In Reply to: Acid bubbles above waterline. posted by Ron Visser on March 31, 2000 at 01:52:26:

: I have just purchased a 45ft. monohull Cape Vickers sailing yacht in Richards Bay, South Africa. Apparently this yacht was built with GRP and no gelcoat, as Kevlar was also used in the construction. The boat is 9 years old and and has formed a lot of acidic bubbles, approximately 10mm in diameter and 50 per square meter, above the waterline under the Latex paint coat. It does not seem to have affected the laminate layers.(however not sure)

: A professional boatyard in Durban, South Africa is effecting repairs and has sanded the Latex paint coat down to the laminate level. They have suggested to refill with epoxy and to use a cheaper paint from the automotive industry in order to effect DIY bubble maintenance.

: The surveyor could not confirm if the were any of the bubbles below the waterline.
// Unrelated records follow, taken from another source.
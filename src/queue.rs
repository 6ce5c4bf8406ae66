//! Queue protocol engine.
//!
//! Push, lease-based pull and receipt-checked acknowledgement on top of any
//! [`Store`]. The engine holds no locks of its own: every state transition is
//! a single atomic batch in the store, and the engine is the only writer of
//! message records.

use std::{sync::Arc, time::Duration};

use bytes::Bytes;
use chrono::{TimeDelta, Utc};
use serde::{Deserialize, Serialize};
use tracing::{debug, warn};

use crate::{
    config::{Backend, Config},
    error::{Error, StoreError},
    keys,
    message::{self, field, generate_id, Lease, Message},
    reaper::{Reaper, ReaperHandle},
    store::{End, Guard, MemoryStore, Op, RedisStore, SqliteStore, Store},
};

/// Protocol settings taken from [`Config`].
#[derive(Clone, Debug)]
pub struct QueueOptions {
    pub default_visibility: Duration,
    pub max_retries: u32,
    pub dead_letter_queue: String,
    pub reaper_interval: Duration,
    pub reaper_grace: Duration,
}

impl From<&Config> for QueueOptions {
    fn from(config: &Config) -> Self {
        Self {
            default_visibility: config.default_visibility(),
            max_retries: config.max_retries,
            dead_letter_queue: config.dead_letter_queue.clone(),
            reaper_interval: config.reaper_interval(),
            reaper_grace: config.reaper_grace(),
        }
    }
}

impl Default for QueueOptions {
    fn default() -> Self {
        Self::from(&Config::default())
    }
}

/// Depth of one queue at a point in time.
#[derive(Serialize, Deserialize, Debug, Clone, PartialEq, Eq)]
pub struct QueueStats {
    pub queue: String,
    /// Messages waiting to be pulled
    pub available: u64,
    /// Messages currently leased to a consumer
    pub in_flight: u64,
}

/// Handle to the queue protocol. Cheap to clone; clones share the store.
#[derive(Clone)]
pub struct MessageQueue {
    store: Arc<dyn Store>,
    options: QueueOptions,
}

/// Opens the backend selected by `config.backend`.
pub async fn connect_store(config: &Config) -> Result<Arc<dyn Store>, StoreError> {
    Ok(match config.backend {
        Backend::Redis => Arc::new(RedisStore::connect(config).await?),
        Backend::Sqlite => Arc::new(SqliteStore::connect(Some(config.db_path())).await?),
        Backend::Memory => Arc::new(MemoryStore::new()),
    })
}

#[bon::bon]
impl MessageQueue {
    /// Connects to the configured backend, or wraps `store` when one is given.
    #[builder]
    pub async fn connect_with(config: Config, store: Option<Arc<dyn Store>>) -> Result<Self, Error> {
        let store = match store {
            Some(store) => store,
            None => connect_store(&config).await?,
        };

        Ok(Self::new(store, QueueOptions::from(&config)))
    }
}

impl MessageQueue {
    pub fn new(store: Arc<dyn Store>, options: QueueOptions) -> Self {
        Self { store, options }
    }

    /// Connects using configuration read from the environment.
    pub async fn connect() -> eyre::Result<Self> {
        Ok(Self::connect_with()
            .config(Config::load()?)
            .call()
            .await?)
    }

    pub fn store(&self) -> &Arc<dyn Store> {
        &self.store
    }

    pub fn options(&self) -> &QueueOptions {
        &self.options
    }

    /// Stores a new message and makes it available on `queue`. Returns its id.
    pub async fn push(&self, queue: &str, payload: impl Into<Bytes>) -> Result<String, Error> {
        check_queue_name(queue)?;

        let message = Message::new(queue, payload);
        let key = keys::message(&message.id);

        let mut ops: Vec<Op> = message
            .record_fields()?
            .into_iter()
            .map(|(field, value)| Op::HashSet {
                key: key.clone(),
                field: field.to_owned(),
                value,
            })
            .collect();
        ops.push(Op::ListPushLeft {
            key: keys::available(queue),
            value: message.id.clone(),
        });
        ops.push(Op::SortedSetAdd {
            key: keys::QUEUES.to_owned(),
            score: message::score(message.created_at),
            member: queue.to_owned(),
        });

        self.store.atomic_batch(ops).await?;

        debug!(queue, id = %message.id, bytes = message.payload.len(), "pushed message");

        Ok(message.id)
    }

    /// Leases the oldest available message on `queue` for `visibility_timeout`.
    ///
    /// Returns [`Error::QueueEmpty`] when nothing is available. The returned
    /// message carries the receipt that [`MessageQueue::ack`] expects.
    pub async fn pull(&self, queue: &str, visibility_timeout: Duration) -> Result<Message, Error> {
        check_queue_name(queue)?;

        let timeout = TimeDelta::from_std(visibility_timeout).map_err(|_| {
            Error::invalid_parameter(format!("visibility timeout {visibility_timeout:?}"))
        })?;
        let expires_at = Utc::now().checked_add_signed(timeout).ok_or_else(|| {
            Error::invalid_parameter(format!("visibility timeout {visibility_timeout:?}"))
        })?;

        let in_flight = keys::in_flight(queue);
        let Some(id) = self
            .store
            .list_move(&keys::available(queue), &in_flight, End::Right, End::Left)
            .await?
        else {
            return Err(Error::QueueEmpty);
        };

        let key = keys::message(&id);
        let mut message = match Message::from_record(&id, self.store.hash_get_all(&key).await?)? {
            Some(message) => message,
            None => {
                warn!(queue, %id, "listed message has no record");
                return Err(Error::message_not_found(id));
            }
        };

        let lease = Lease {
            receipt: generate_id(),
            expires_at,
            leased_from: queue.to_owned(),
        };
        message.retry_count = message.retry_count.saturating_add(1);

        let mut ops: Vec<Op> = lease
            .fields()
            .into_iter()
            .map(|(field, value)| Op::HashSet {
                key: key.clone(),
                field: field.to_owned(),
                value,
            })
            .collect();
        ops.push(Op::HashSet {
            key: key.clone(),
            field: field::RETRY_COUNT.to_owned(),
            value: message::retry_count_value(message.retry_count),
        });
        ops.push(Op::SortedSetAdd {
            key: keys::VISIBILITY.to_owned(),
            score: message::score(expires_at),
            member: keys::expiry_member(queue, &id),
        });

        // The id is already in-flight at this point. If this batch fails it
        // stays there without a lease until the reaper's grace period expires
        // and hands it back.
        self.store.atomic_batch(ops).await?;

        debug!(
            queue,
            %id,
            retry_count = message.retry_count,
            expires_at = %expires_at,
            "leased message"
        );

        message.lease = Some(lease);
        Ok(message)
    }

    /// [`MessageQueue::pull`] with the configured default visibility timeout.
    pub async fn pull_default(&self, queue: &str) -> Result<Message, Error> {
        self.pull(queue, self.options.default_visibility).await
    }

    /// Acknowledges a leased message, deleting it permanently.
    ///
    /// Fails with [`Error::MessageNotFound`] when the message has no lease
    /// (already acknowledged, or never pulled) and with
    /// [`Error::InvalidReceipt`] when the lease now belongs to someone else.
    pub async fn ack(&self, id: &str, receipt: &str) -> Result<(), Error> {
        let key = keys::message(id);

        let lease = Message::from_record(id, self.store.hash_get_all(&key).await?)?
            .and_then(|message| message.lease)
            .ok_or_else(|| Error::message_not_found(id))?;

        if lease.receipt.as_bytes() != receipt.as_bytes() {
            return Err(Error::invalid_receipt(id));
        }

        let guard = Guard::HashFieldEquals {
            key: key.clone(),
            field: field::RECEIPT.to_owned(),
            value: Some(Bytes::copy_from_slice(receipt.as_bytes())),
        };
        let ops = vec![
            Op::ListRemove {
                key: keys::in_flight(&lease.leased_from),
                value: id.to_owned(),
                count: 1,
            },
            Op::SortedSetRemove {
                key: keys::VISIBILITY.to_owned(),
                member: keys::expiry_member(&lease.leased_from, id),
            },
            Op::HashDelete { key: key.clone() },
        ];

        if self.store.atomic_batch_if(guard, ops).await?.is_none() {
            // The lease changed between the receipt check and the delete.
            return match self.store.hash_get(&key, field::META).await? {
                Some(_) => Err(Error::invalid_receipt(id)),
                None => Err(Error::message_not_found(id)),
            };
        }

        debug!(queue = %lease.leased_from, %id, "acknowledged message");

        Ok(())
    }

    /// Names of every queue that has received a message.
    pub async fn list_queues(&self) -> Result<Vec<String>, Error> {
        Ok(self
            .store
            .sorted_set_range_by_score(keys::QUEUES, f64::INFINITY)
            .await?)
    }

    pub async fn stats(&self, queue: &str) -> Result<QueueStats, Error> {
        Ok(QueueStats {
            queue: queue.to_owned(),
            available: self.store.list_len(&keys::available(queue)).await?,
            in_flight: self.store.list_len(&keys::in_flight(queue)).await?,
        })
    }

    /// Reaper bound to this queue's store and options.
    pub fn reaper(&self) -> Reaper {
        Reaper::new(Arc::clone(&self.store), &self.options)
    }

    /// Starts the reaper as a background task.
    pub fn spawn_reaper(&self) -> ReaperHandle {
        self.reaper().spawn()
    }

    /// Releases the store. Consumes the handle so no further calls can be made
    /// through it.
    pub async fn close(self) -> Result<(), Error> {
        self.store.close().await?;
        Ok(())
    }
}

fn check_queue_name(queue: &str) -> Result<(), Error> {
    if queue.is_empty() {
        return Err(Error::invalid_parameter("queue name must not be empty"));
    }
    Ok(())
}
: This yacht will not be used for racing and I am planning to go bluewater cruising for the next 8 to 9 years.

: Two questions arise:

: 1) Acidic bubbles above the water-line?

: 2) Automotive paint?

: Your advice on this matter will be greatly appreciated.

: Regards
: Ron Visser
: S.Y. Akela
: Cape Town
: South Africa

Hello Ron,
In order to give a proper advise I need more info
about the laminate lay up.
Were is the first kevlar layer situated?
Were vinyl ester used in any layer?
Is the laminate cored or solid?
If it is possible for you to obtain this information,
please inform me by e-mail.

From what you told so far I can just say that it is the
the latex eventually in combination with vinyl ester
which have caused a hydrolyse to start in the polyester.
If there is a superficial fiberglass or kevlar layer
laminated with vinylester or epoxy, this layer must be
remowed before painting.
If there exist vinyl ester layers in the under water area
on top of normal polyester, they must be peeled of.
Otherwise you will sooner or later have them delaminating
from the polyester. If there should be epoxy layers it is
o.k. if there are no blisters. Eventual latex must of cause
be removed.
For painting the top sides you should use IR heating for a
couple of days and then apply an etching primer, not epoxy.
Then I suggest an one component automotve paint in a VW colour
where you can find spray cans all over the world for scratch or
local blister repair. Without the latex I do not think you will
have any blister problems however over the water line.